Les positions longues dans les actions de semi-conducteurs mondiales restent la position la plus courue, bien que le sentiment se soit un peu assoupli à 53 % contre 82 % en juillet. Dans le même temps, 71 % des répondants ne s'attendent pas à des réductions des dépenses en IA en 2026, et 58 % anticipent que l'impact de l'IA sur le marché du travail ne se fera pas avant 2028.
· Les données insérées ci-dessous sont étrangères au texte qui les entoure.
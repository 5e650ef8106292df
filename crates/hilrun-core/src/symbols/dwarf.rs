//! In-process DWARF symbolizer.
//!
//! Useful on hosts without an ARM toolchain installed. The image is parsed
//! once, on first use, and the `addr2line` context is kept for the run.

use std::fs;
use std::path::{Path, PathBuf};
use std::sync::Arc;

use addr2line::Context;
use gimli::{Dwarf, EndianArcSlice, RunTimeEndian, SectionId};
use object::{Object, ObjectSection};
use once_cell::unsync::OnceCell;
use tracing::{debug, info};

use super::{parse_hex_address, SymbolResolver};
use crate::error::{HarnessError, HarnessResult};
use crate::types::Location;

type OwnedReader = EndianArcSlice<RunTimeEndian>;

/// Resolver reading line tables straight from the firmware ELF.
pub struct DwarfResolver
{
    image: PathBuf,
    context: OnceCell<Context<OwnedReader>>,
}

impl DwarfResolver
{
    pub fn new(image: impl Into<PathBuf>) -> Self
    {
        Self {
            image: image.into(),
            context: OnceCell::new(),
        }
    }

    fn context(&self) -> HarnessResult<&Context<OwnedReader>>
    {
        self.context.get_or_try_init(|| load_context(&self.image))
    }
}

impl std::fmt::Debug for DwarfResolver
{
    fn fmt(&self, f: &mut std::fmt::Formatter<'_>) -> std::fmt::Result
    {
        f.debug_struct("DwarfResolver")
            .field("image", &self.image)
            .field("loaded", &self.context.get().is_some())
            .finish()
    }
}

impl SymbolResolver for DwarfResolver
{
    fn resolve(&self, address: &str) -> HarnessResult<Location>
    {
        let unavailable = |reason: String| HarnessError::ResolverUnavailable {
            address: address.to_string(),
            reason,
        };

        let probe = parse_hex_address(address).ok_or_else(|| unavailable("not a hex address".to_string()))?;
        let context = self.context().map_err(|err| unavailable(err.to_string()))?;
        let found = context
            .find_location(probe)
            .map_err(|err| unavailable(format!("DWARF lookup failed: {err}")))?;

        let location = match found {
            Some(addr2line::Location {
                file: Some(file),
                line: Some(line),
                ..
            }) => Location::new(format!("{file}:{line}")),
            Some(addr2line::Location { file: Some(file), .. }) => Location::new(format!("{file}:?")),
            _ => Location::unknown(),
        };
        debug!(address, %location, "resolved from DWARF");
        Ok(location)
    }

    fn probe(&self) -> HarnessResult<()>
    {
        self.context().map(|_| ())
    }
}

fn load_context(path: &Path) -> HarnessResult<Context<OwnedReader>>
{
    let bytes = fs::read(path).map_err(|err| {
        HarnessError::InvalidArgument(format!("cannot read firmware image {}: {err}", path.display()))
    })?;
    let file = object::File::parse(&*bytes)
        .map_err(|err| HarnessError::InvalidArgument(format!("failed to parse {}: {err}", path.display())))?;

    let endian = if file.is_little_endian() {
        RunTimeEndian::Little
    } else {
        RunTimeEndian::Big
    };

    let dwarf = Dwarf::load(|section: SectionId| -> Result<OwnedReader, gimli::Error> {
        let data = file
            .section_by_name(section.name())
            .and_then(|s| s.uncompressed_data().ok())
            .map_or_else(|| Arc::<[u8]>::from(Vec::new()), |data| Arc::<[u8]>::from(&*data));
        Ok(EndianArcSlice::new(data, endian))
    })
    .map_err(|err| HarnessError::InvalidArgument(format!("failed to load DWARF: {err}")))?;

    let context = Context::from_dwarf(dwarf)
        .map_err(|err| HarnessError::InvalidArgument(format!("failed to build addr2line context: {err}")))?;
    info!(image = %path.display(), "loaded DWARF line tables");
    Ok(context)
}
La prudence des investisseurs a augmenté suite au record du S&P 500, motivée par la nervosité face aux rendements élevés des obligations et aux tensions géopolitiques. L'enquête a également mis en avant les hausses des prix du pétrole en raison de la position du président américain Donald Trump sur l'Iran, tandis qu'une bulle de l'IA est considérée comme le principal risque de queue. Les dépenses en capital des hyperscalers sont perçues comme le catalyseur le plus susceptible d'un événement de crédit potentiel.
Les perspectives électorales de la démocratie et l'absence de sentiment bearish parmi les gestionnaires renforcent encore l'attitude de risque-on qui prévaut.